WORK INSTRUCTIONS.
Lines from the one containing "use thiserror::Error;" through the end of the entries below: set them down exactly, both ends included, with nothing added.

(Beginning of DATA EXTRACTS)

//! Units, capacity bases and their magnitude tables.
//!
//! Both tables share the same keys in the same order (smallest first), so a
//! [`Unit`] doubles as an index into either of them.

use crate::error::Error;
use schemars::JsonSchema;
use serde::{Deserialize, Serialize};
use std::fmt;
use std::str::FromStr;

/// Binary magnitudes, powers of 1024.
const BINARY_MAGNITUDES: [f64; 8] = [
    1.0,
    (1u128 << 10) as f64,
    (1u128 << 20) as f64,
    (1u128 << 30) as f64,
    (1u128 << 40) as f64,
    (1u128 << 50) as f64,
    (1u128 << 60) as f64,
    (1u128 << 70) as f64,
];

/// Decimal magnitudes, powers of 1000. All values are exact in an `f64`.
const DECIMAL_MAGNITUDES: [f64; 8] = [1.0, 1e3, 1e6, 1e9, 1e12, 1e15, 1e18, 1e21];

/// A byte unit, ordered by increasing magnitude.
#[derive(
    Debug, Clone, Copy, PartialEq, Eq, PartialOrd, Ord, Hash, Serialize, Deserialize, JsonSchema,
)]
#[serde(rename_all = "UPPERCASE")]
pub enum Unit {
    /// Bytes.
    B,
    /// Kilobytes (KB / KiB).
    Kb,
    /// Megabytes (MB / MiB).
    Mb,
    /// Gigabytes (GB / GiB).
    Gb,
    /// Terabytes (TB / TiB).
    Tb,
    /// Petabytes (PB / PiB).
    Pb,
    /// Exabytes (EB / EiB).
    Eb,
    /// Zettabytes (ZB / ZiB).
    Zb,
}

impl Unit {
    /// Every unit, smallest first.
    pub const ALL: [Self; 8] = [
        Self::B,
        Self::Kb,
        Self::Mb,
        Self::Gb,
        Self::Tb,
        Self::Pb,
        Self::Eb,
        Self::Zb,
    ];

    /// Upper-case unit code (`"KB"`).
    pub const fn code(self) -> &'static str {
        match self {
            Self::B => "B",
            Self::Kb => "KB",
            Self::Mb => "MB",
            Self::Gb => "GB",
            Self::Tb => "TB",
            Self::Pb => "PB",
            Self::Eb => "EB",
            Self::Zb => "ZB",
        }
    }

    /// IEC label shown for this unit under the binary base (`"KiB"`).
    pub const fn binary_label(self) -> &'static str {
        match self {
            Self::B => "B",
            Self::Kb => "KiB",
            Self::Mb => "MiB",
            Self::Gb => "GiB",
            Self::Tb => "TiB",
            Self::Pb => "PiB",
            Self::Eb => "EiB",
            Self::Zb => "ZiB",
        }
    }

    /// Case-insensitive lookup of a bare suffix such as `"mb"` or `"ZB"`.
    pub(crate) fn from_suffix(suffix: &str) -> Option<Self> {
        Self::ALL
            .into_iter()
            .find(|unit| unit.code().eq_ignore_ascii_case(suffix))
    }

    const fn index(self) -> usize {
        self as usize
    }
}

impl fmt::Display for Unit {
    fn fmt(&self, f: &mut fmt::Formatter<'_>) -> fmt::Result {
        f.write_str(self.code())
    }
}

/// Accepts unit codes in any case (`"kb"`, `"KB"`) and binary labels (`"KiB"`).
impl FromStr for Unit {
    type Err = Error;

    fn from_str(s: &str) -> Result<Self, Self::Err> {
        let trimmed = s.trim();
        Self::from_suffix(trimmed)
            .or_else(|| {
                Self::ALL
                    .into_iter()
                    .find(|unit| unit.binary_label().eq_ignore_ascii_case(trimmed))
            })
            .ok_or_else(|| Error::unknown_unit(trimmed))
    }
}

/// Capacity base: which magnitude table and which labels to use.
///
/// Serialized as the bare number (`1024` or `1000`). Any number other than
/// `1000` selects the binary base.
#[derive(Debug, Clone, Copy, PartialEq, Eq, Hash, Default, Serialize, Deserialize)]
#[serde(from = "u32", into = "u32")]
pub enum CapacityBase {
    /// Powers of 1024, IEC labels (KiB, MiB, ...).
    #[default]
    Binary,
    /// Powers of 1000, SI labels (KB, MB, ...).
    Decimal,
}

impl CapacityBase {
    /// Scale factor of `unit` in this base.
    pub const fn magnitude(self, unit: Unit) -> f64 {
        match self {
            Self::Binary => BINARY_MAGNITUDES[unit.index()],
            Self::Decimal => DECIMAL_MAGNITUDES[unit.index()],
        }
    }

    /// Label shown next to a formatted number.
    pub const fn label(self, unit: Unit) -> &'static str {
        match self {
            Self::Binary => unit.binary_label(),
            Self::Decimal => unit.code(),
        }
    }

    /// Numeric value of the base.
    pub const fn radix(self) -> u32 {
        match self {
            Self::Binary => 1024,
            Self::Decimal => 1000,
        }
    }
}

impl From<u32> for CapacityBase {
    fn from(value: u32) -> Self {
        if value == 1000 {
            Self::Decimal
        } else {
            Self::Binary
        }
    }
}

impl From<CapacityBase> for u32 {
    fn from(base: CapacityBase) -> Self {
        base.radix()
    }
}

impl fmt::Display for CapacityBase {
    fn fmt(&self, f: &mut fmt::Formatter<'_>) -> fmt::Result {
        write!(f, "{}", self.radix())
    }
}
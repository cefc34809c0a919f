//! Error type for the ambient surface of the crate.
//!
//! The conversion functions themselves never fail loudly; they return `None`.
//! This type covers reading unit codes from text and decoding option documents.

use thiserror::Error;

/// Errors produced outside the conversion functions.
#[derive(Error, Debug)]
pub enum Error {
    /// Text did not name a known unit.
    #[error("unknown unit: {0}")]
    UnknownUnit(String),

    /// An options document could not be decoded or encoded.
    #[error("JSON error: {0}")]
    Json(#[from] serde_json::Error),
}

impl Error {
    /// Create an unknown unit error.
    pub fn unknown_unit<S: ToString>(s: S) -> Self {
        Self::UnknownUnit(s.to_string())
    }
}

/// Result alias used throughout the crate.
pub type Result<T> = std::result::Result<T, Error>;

(End of DATA EXTRACTS)

WORKED SOLUTION.
use thiserror::Error;

/// Errors produced outside the conversion functions.
#[derive(Error, Debug)]
pub enum Error {
    /// Text did not name a known unit.
    #[error("unknown unit: {0}")]
    UnknownUnit(String),

    /// An options document could not be decoded or encoded.
    #[error("JSON error: {0}")]
    Json(#[from] serde_json::Error),
}

impl Error {
    /// Create an unknown unit error.
    pub fn unknown_unit<S: ToString>(s: S) -> Self {
        Self::UnknownUnit(s.to_string())
    }
}

/// Result alias used throughout the crate.
pub type Result<T> = std::result::Result<T, Error>;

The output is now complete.